The other applications weren’t successful because they didn't convince us that that they would create meaningful outcomes for the people they involved or because they didn't clearly align with our strategy.

This isn't a good use of our applicants' time or Wellcome’s resources.

If you’re thinking about applying to the next round of the Public Engagement Fund, we’ll shortlist your project only if you can clearly explain how you hope to achieve the type of outcomes we care about.

A competitive application will also build the skills and assets of people who create change in society through different kinds of interventions, be that content creation, co-production, community-building, social entrepreneurship or impact measurement.

Grants over £250,000

We also receive a lot of interest in our Public Engagement Fund for large awards of between £250,000 and £3 million. We opened this stream for high-value projects because we wanted to offer substantial awards for truly innovative work that could bring about major, sustainable change. This might mean ambitious scaling of tested ideas, capital projects or work that can influence a large group of people or participants.

In the past year we’ve received a huge number of expressions of interest, but only a handful of which directly respond to these ambitions. We want to make the most of the skills and resources we have available, to help more people succeed in securing our grants and ensure grantholders make the most of their funding.

As a result, we will now only be accepting expressions of interest for Public Engagement Fund awards of over £250,000 up until 30 April 2019.

We’ll share more about the analysis of our awards and announce more refinements to the fund in the next blog posts.

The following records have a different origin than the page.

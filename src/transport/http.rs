//! reqwest-backed collector transport.
//!
//! Beacons are detached tasks on the current tokio runtime: the caller returns
//! immediately and the request finishes (or fails silently) on its own.

use std::time::Duration;

use reqwest::Client;
use tracing::{debug, warn};

use super::{paths, Transport};
use crate::{Error, Result};

/// HTTP transport against a collector base URL.
#[derive(Debug, Clone)]
pub struct HttpTransport {
    client: Client,
    base_url: String,
    audience: Option<String>,
}

impl HttpTransport {
    /// Default request timeout.
    pub const DEFAULT_TIMEOUT: Duration = Duration::from_secs(10);

    /// Create a transport for `base_url` (e.g. `https://collector.example.com/api`).
    ///
    /// # Errors
    ///
    /// Returns error if the HTTP client cannot be constructed.
    pub fn new(base_url: impl Into<String>) -> Result<Self> {
        let client = Client::builder().timeout(Self::DEFAULT_TIMEOUT).build()?;
        Ok(Self {
            client,
            base_url: base_url.into().trim_end_matches('/').to_string(),
            audience: None,
        })
    }

    /// Send the audience header on every request.
    #[must_use]
    pub fn with_audience(mut self, audience: impl Into<String>) -> Self {
        self.audience = Some(audience.into());
        self
    }

    fn url(&self, path: &str) -> String {
        format!("{}{path}", self.base_url)
    }

    fn request(&self, method: reqwest::Method, path: &str) -> reqwest::RequestBuilder {
        let builder = self.client.request(method, self.url(path));
        match &self.audience {
            Some(audience) => builder.header(paths::AUDIENCE_HEADER, audience),
            None => builder,
        }
    }
}

impl Transport for HttpTransport {
    async fn get_json(&self, path: &str, headers: &[(&str, &str)]) -> Result<serde_json::Value> {
        let mut builder = self.request(reqwest::Method::GET, path);
        for (name, value) in headers {
            builder = builder.header(*name, *value);
        }
        let response = builder.send().await?.error_for_status()?;
        Ok(response.json().await?)
    }

    async fn post_json(&self, path: &str, body: serde_json::Value) -> Result<()> {
        let response = self
            .request(reqwest::Method::POST, path)
            .json(&body)
            .send()
            .await?;
        if !response.status().is_success() {
            return Err(Error::Transport(format!(
                "{path} answered {}",
                response.status()
            )));
        }
        Ok(())
    }

    fn beacon(&self, path: &str, body: serde_json::Value) -> bool {
        let Ok(runtime) = tokio::runtime::Handle::try_current() else {
            warn!(path, "beacon dropped: no tokio runtime");
            return false;
        };
        let request = self.request(reqwest::Method::POST, path).json(&body);
        let path = path.to_string();
        runtime.spawn(async move {
            match request.send().await {
                Ok(response) => debug!(path = %path, status = %response.status(), "beacon delivered"),
                Err(error) => debug!(path = %path, %error, "beacon lost"),
            }
        });
        true
    }
}
//! Collector transport.
//!
//! Two delivery modes:
//! - awaited JSON requests (`get_json`, `post_json`) for normal flushes and reporting
//! - [`Transport::beacon`]: fire-and-forget, returns immediately and may complete
//!   after the caller has gone away (page teardown)
//!
//! Backends:
//! - [`RecordingTransport`]: in-process, scriptable failures, for tests and demos
//! - `HttpTransport` (feature `http`): reqwest client against a collector base URL

#[cfg(feature = "http")]
mod http;
mod recording;

#[cfg(feature = "http")]
pub use http::HttpTransport;
pub use recording::{RecordedRequest, RecordingTransport, RequestKind};

use crate::Result;
use std::future::Future;
use std::sync::Arc;

/// Collector endpoints.
pub mod paths {
    /// `GET` - experiments active for the audience header
    pub const ACTIVE_EXPERIMENTS: &str = "/experiments/active";
    /// `POST` - first-time assignment records
    pub const ASSIGNMENTS: &str = "/experiments/assignments";
    /// `POST` - experiment conversions
    pub const CONVERSIONS: &str = "/experiments/conversions";
    /// `POST` - batched behavioural events
    pub const EVENTS: &str = "/events";
    /// Header carrying the audience scope
    pub const AUDIENCE_HEADER: &str = "X-Audience";

    /// `GET` - per-variant results
    #[must_use]
    pub fn results(experiment_id: &str) -> String {
        format!("/experiments/{experiment_id}/results")
    }

    /// `GET` - collector-side statistics
    #[must_use]
    pub fn statistics(experiment_id: &str) -> String {
        format!("/experiments/{experiment_id}/statistics")
    }
}

/// Network capability used by the dispatcher and the tracker.
pub trait Transport: Send + Sync {
    /// `GET path` and decode the JSON body.
    fn get_json(
        &self,
        path: &str,
        headers: &[(&str, &str)],
    ) -> impl Future<Output = Result<serde_json::Value>> + Send;

    /// `POST path` with a JSON body; success means a 2xx response.
    fn post_json(
        &self,
        path: &str,
        body: serde_json::Value,
    ) -> impl Future<Output = Result<()>> + Send;

    /// Queue a one-way delivery that may outlive the caller.
    ///
    /// Returns `true` when the payload was accepted for delivery, which says
    /// nothing about whether it arrived.
    fn beacon(&self, path: &str, body: serde_json::Value) -> bool;
}

impl<T: Transport> Transport for Arc<T> {
    fn get_json(
        &self,
        path: &str,
        headers: &[(&str, &str)],
    ) -> impl Future<Output = Result<serde_json::Value>> + Send {
        (**self).get_json(path, headers)
    }

    fn post_json(
        &self,
        path: &str,
        body: serde_json::Value,
    ) -> impl Future<Output = Result<()>> + Send {
        (**self).post_json(path, body)
    }

    fn beacon(&self, path: &str, body: serde_json::Value) -> bool {
        (**self).beacon(path, body)
    }
}
//! # abtrack: Experiment Assignment and Telemetry Delivery
//!
//! **Version**: 0.4.2
//!
//! abtrack buckets visitors into weighted experiment variants deterministically
//! and delivers behavioural events to a collector in batches, surviving flaky
//! connectivity and page teardown.
//!
//! ## Design Principles (Toyota Way Aligned)
//!
//! - **Poka-Yoke safety**: Experiments are validated on construction, so
//!   assignment cannot index past the variant list
//! - **Jidoka**: Failed deliveries stop at the queue front and the offline
//!   buffer instead of disappearing
//! - **Heijunka**: Events are levelled into batches by size, time, and priority
//! - **Genchi Genbutsu**: Significance is computed from the observed counts
//!
//! ## Example Usage
//!
//! ```rust
//! use abtrack::config::TrackerConfig;
//! use abtrack::experiment::{ConversionGoal, Experiment, Variant};
//! use abtrack::kv::MemoryKvStore;
//! use abtrack::transport::RecordingTransport;
//! use abtrack::ExperimentTracker;
//!
//! # #[tokio::main(flavor = "current_thread")]
//! # async fn main() -> abtrack::Result<()> {
//! let config = TrackerConfig::new("session-abc")
//!     .with_audience("alumni")
//!     .with_experiment_fetch(false);
//! let tracker = ExperimentTracker::new(config, RecordingTransport::new(), MemoryKvStore::new())?;
//! tracker.init().await?;
//!
//! tracker.register_experiment(
//!     Experiment::builder("hero-cta")
//!         .variant(Variant::new("control", 1.0))
//!         .variant(Variant::new("green", 1.0))
//!         .goal(ConversionGoal::new("signup", "Alumni signup"))
//!         .build()?,
//! );
//!
//! if let Some(assignment) = tracker.variant("hero-cta").await {
//!     println!("serving {}", assignment.variant_id);
//! }
//! tracker.track("page_view");
//! tracker.track_conversion("hero-cta", "signup", None).await;
//!
//! tracker.destroy().await;
//! # Ok(())
//! # }
//! ```

#![warn(missing_docs)]
#![warn(clippy::all)]
#![warn(clippy::pedantic)]
#![warn(clippy::nursery)]

pub mod assignment;
pub mod config;
pub mod error;
pub mod experiment;
pub mod kv;
pub mod stats;
pub mod telemetry;
pub mod tracker;
pub mod transport;

pub use assignment::{Assignment, AssignmentSource, Identity, VariantAssignor};
pub use error::{Error, Result};
pub use stats::{SignificanceEngine, SignificanceResult};
pub use telemetry::{BatchDispatcher, Event, FlushMode, FlushOutcome};
pub use tracker::{ConversionOutcome, ExperimentTracker, IgnoredReason};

Funding stats from the latest round of awards

  • We awarded £433,983 to seven projects.
  • The seven successful proposals were chosen from a shortlist of 30 applications, which came from a pool of 172 eligible applications.
  • Our funding rate was 4%.
  • We'll be making £1.3 million available in the next round of awards.

What we've funded – and why

These are a few of the most recent projects we’ve funded. You will soon be able to read about the other funded projects too.

  • TReND in Africa have identified that absent or inaccurate reporting of health research in the media affects Nigerian people's health and wellbeing. The project team have devised a programme to bring together local health researchers and journalists to encourage accurate scientific reporting and to enhance trust through visible role models in the media.

We liked: the work uses an appropriate mechanism to reach a mass audience to enhance trust in science. TReND in Africa are using a model they have already tested and found effective, and they plan to share the learning from this methodology.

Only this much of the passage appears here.